The Specificity protein (Sp) transcription factor family includes many proteins that play critical roles in normal development and disease progression in vertebrates. For example, Sp protein overexpression is a negative prognostic factor for the survival of patients diagnosed with various types of cancer. The Sp transcription factors are characterized by the presence of three highly conserved C-terminal C2H2 zinc finger domains that form the DNA binding domain, and are known to bind to GC rich elements in the DNA. This study reports the functional characterization of the C.elegans Sp gene,
sptf-3, and elucidates its potential role in modulating Wnt regulated processes. We isolated
sptf-3(
gu85) in a genetic screen performed to identify partners that function with EGL-38, a Pax factor, in regulating the expression of a target gene
lin-48. SNP mapping placed the
sptf-3(
gu85) mutation on LGI and sequencing of the genomic DNA revealed that it is a mutant allele of the Sp gene Y40B1A.4. We find that
gu85 is a missense mutation that affects the DNA binding domain and abolishes the DNA binding ability of the protein.
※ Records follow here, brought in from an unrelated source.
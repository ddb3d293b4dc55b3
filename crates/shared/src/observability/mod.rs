//! 统一可观测性模块
//!
//! 提供日志与指标的统一初始化。所有入口通过单一函数配置，
//! 确保一致的日志格式与指标命名。

pub mod metrics;
pub mod tracing;

use crate::config::ObservabilityConfig;
use crate::error::Result;
use ::tracing::info;

/// 统一初始化可观测性
///
/// 初始化顺序：
/// 1. Tracing（日志）
/// 2. Metrics 描述信息（仅注册描述，不安装导出器，由宿主进程决定导出方式）
///
/// # Example
///
/// ```ignore
/// use badge_shared::config::AppConfig;
/// use badge_shared::observability;
///
/// fn main() -> anyhow::Result<()> {
///     let config = AppConfig::load("badge-eval")?;
///     observability::init(&config.service_name, &config.observability)?;
///     Ok(())
/// }
/// ```
pub fn init(service_name: &str, config: &ObservabilityConfig) -> Result<()> {
    tracing::init(config)?;
    metrics::describe_metrics();

    info!(
        service = %service_name,
        log_level = %config.log_level,
        log_format = %config.log_format,
        "Observability initialized"
    );

    Ok(())
}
In addition,
sptf-3(
gu85) mutant animals show a wide range of developmental defects that are similar to these seen in Wnt pathway mutants. Specifically, mutant hermaphrodites exhibit the Biv phenotype similar to
lin-17(frizzled) and
lin-18(RTK) mutants. We have used vulval cell markers that suggest that the Biv phenotype results from reversal of the P7.p cell lineage characteristic of the Wnt pathway mutants. In addition,
sptf-3(
gu85) mutant animals exhibit P12 to P11 cell fate transformations, also characteristic of
lin-17 mutants. This data is supported by evidence that the Sp transcription factors are involved in regulating Wnt pathway function in both invertebrates and vertebrates. We are currently working on dissecting the mechanism of action of the
sptf-3 gene in the development of several organs that are responsive to the Wnt pathway and are attempting to determine how this gene functions with the Wnt pathway to influence development.